Start of The data
//! Integration test suite for vpn-orchestrator.
//!
//! These tests exercise the account lifecycle and transport selection
//! through the public API, with every external service replaced by an
//! in-memory fake.
//!
//! # Test Categories
//!
//! - `queue`: Task graph ordering, data flow and cancellation
//! - `lifecycle`: New, existing and unset account flows, failures and cancellation
//! - `transport`: Routing decisions for API requests
//!
//! # CI Compatibility
//!
//! No test touches the network, the filesystem outside temp directories,
//! or the real tunnel provider.

mod fixtures;

mod transport;
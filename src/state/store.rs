//! StateStore - the single owner of device and tunnel state.

use std::sync::Arc;

use tokio::sync::watch;

use crate::lifecycle::types::{DeviceState, TunnelStatus};
use crate::olog_trace;

/// Everything the lifecycle writes and the transport selector reads.
#[derive(Debug, Clone, Default, PartialEq, Eq)]
pub struct AppState {
    pub device_state: DeviceState,
    pub tunnel_status: TunnelStatus,
    /// Whether a VPN configuration is installed and loaded.
    pub configuration_loaded: bool,
}

/// Guarded store of `AppState`.
///
/// Writers go through `update`, which applies the change under the channel's
/// lock and notifies subscribers. Readers take a cloned snapshot and make
/// their decision on that copy.
#[derive(Debug, Clone)]
pub struct StateStore {
    tx: Arc<watch::Sender<AppState>>,
}

impl StateStore {
    pub fn new() -> Self {
        Self::with_state(AppState::default())
    }

    pub fn with_state(state: AppState) -> Self {
        let (tx, _rx) = watch::channel(state);
        Self { tx: Arc::new(tx) }
    }

    pub fn snapshot(&self) -> AppState {
        self.tx.borrow().clone()
    }

    pub fn update(&self, apply: impl FnOnce(&mut AppState)) {
        self.tx.send_modify(apply);
    }

    pub fn subscribe(&self) -> watch::Receiver<AppState> {
        self.tx.subscribe()
    }

    pub fn device_state(&self) -> DeviceState {
        self.tx.borrow().device_state.clone()
    }

    pub fn set_device_state(&self, device_state: DeviceState) {
        olog_trace!("StateStore: device state -> {}", device_state);
        self.update(|state| state.device_state = device_state);
    }

    pub fn tunnel_status(&self) -> TunnelStatus {
        self.tx.borrow().tunnel_status
    }

    pub fn set_tunnel_status(&self, status: TunnelStatus) {
        olog_trace!("StateStore: tunnel status -> {}", status);
        self.update(|state| state.tunnel_status = status);
    }

    pub fn set_configuration_loaded(&self, loaded: bool) {
        self.update(|state| state.configuration_loaded = loaded);
    }
}

impl Default for StateStore {
    fn default() -> Self {
        Self::new()
    }
}
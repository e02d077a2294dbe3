//! Collaborators the lifecycle depends on.
//!
//! The surrounding application implements these against the real REST API,
//! its settings storage and the OS tunnel provider. The crate only ever talks
//! to them through these traits.

use async_trait::async_trait;

use crate::lifecycle::keys::PublicKey;
use crate::lifecycle::types::{Account, Device, DeviceState, TunnelInfo, TunnelSettings};
use crate::Result;

#[async_trait]
pub trait AccountsProxy: Send + Sync {
    async fn create_account(&self) -> Result<Account>;

    async fn get_account_data(&self, account_number: &str) -> Result<Account>;
}

#[async_trait]
pub trait DevicesProxy: Send + Sync {
    async fn create_device(&self, account_number: &str, public_key: &PublicKey) -> Result<Device>;

    /// Returns `false` when the device was already gone.
    async fn delete_device(&self, account_number: &str, device_id: &str) -> Result<bool>;
}

/// Local persistence of account and tunnel settings.
#[async_trait]
pub trait SettingsStore: Send + Sync {
    async fn set_last_used_account(&self, account_number: Option<&str>) -> Result<()>;

    async fn set_settings(&self, settings: &TunnelSettings) -> Result<()>;

    async fn set_device_state(&self, state: &DeviceState) -> Result<()>;
}

#[async_trait]
pub trait TunnelManager: Send + Sync {
    /// Persistent tunnels with their current status.
    async fn tunnels(&self) -> Result<Vec<TunnelInfo>>;

    /// Tear down the installed VPN configuration, if any.
    async fn remove_configuration(&self) -> Result<()>;

    /// While disabled, status changes caused by the lifecycle itself are not
    /// forwarded to observers.
    fn set_status_notifications(&self, enabled: bool);
}
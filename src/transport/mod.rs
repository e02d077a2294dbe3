//! Transport selection for API requests.

pub mod relays;
pub mod selector;

pub use relays::{select_bridge, BridgeRelay, RelayCache, RelayList, ShadowsocksConfig};
pub use selector::{select_transport, should_bypass, Transport, TransportProvider};
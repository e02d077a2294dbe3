//! Bounded retry with exponential backoff for remote API calls.

use std::future::Future;
use std::time::Duration;

use tokio_util::sync::CancellationToken;

use crate::error::{Error, Result};
use crate::olog_warn;

/// Default number of retries after the first attempt.
pub const DEFAULT_MAX_RETRIES: u32 = 2;

/// Default delay before the first retry.
pub const DEFAULT_INITIAL_DELAY: Duration = Duration::from_secs(2);

/// Upper bound on any single backoff delay.
pub const DEFAULT_MAX_DELAY: Duration = Duration::from_secs(8);

#[derive(Debug, Clone, Copy, PartialEq, Eq)]
pub struct RetryStrategy {
    pub max_retries: u32,
    pub initial_delay: Duration,
    pub max_delay: Duration,
    pub multiplier: u32,
}

impl Default for RetryStrategy {
    fn default() -> Self {
        Self {
            max_retries: DEFAULT_MAX_RETRIES,
            initial_delay: DEFAULT_INITIAL_DELAY,
            max_delay: DEFAULT_MAX_DELAY,
            multiplier: 2,
        }
    }
}

impl RetryStrategy {
    /// Single attempt, no retries.
    pub fn never() -> Self {
        Self {
            max_retries: 0,
            ..Default::default()
        }
    }

    /// Delay before retry number `attempt` (zero based).
    pub fn delay_for(&self, attempt: u32) -> Duration {
        let factor = self.multiplier.saturating_pow(attempt);
        self.initial_delay
            .saturating_mul(factor)
            .min(self.max_delay)
    }
}

/// Run `op` until it succeeds, fails permanently, or runs out of retries.
///
/// Only transient remote failures are retried. Cancellation of `cancel`
/// aborts both an in-flight attempt and a pending backoff sleep with
/// `Error::Cancelled`.
pub async fn with_retry<T, F, Fut>(
    strategy: &RetryStrategy,
    cancel: &CancellationToken,
    label: &str,
    mut op: F,
) -> Result<T>
where
    F: FnMut() -> Fut,
    Fut: Future<Output = Result<T>>,
{
    let mut attempt = 0;
    loop {
        let result = tokio::select! {
            biased;
            _ = cancel.cancelled() => return Err(Error::Cancelled),
            result = op() => result,
        };

        match result {
            Ok(value) => return Ok(value),
            Err(err) if err.is_transient() && attempt < strategy.max_retries => {
                let delay = strategy.delay_for(attempt);
                attempt += 1;
                olog_warn!(
                    "{} failed: {}; retry {}/{} in {:?}",
                    label,
                    err,
                    attempt,
                    strategy.max_retries,
                    delay
                );
                tokio::select! {
                    biased;
                    _ = cancel.cancelled() => return Err(Error::Cancelled),
                    _ = tokio::time::sleep(delay) => {}
                }
            }
            Err(err) => return Err(err),
        }
    }
}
End of The data
Check each line in the data for the word "time", then report only how many lines contain it.

2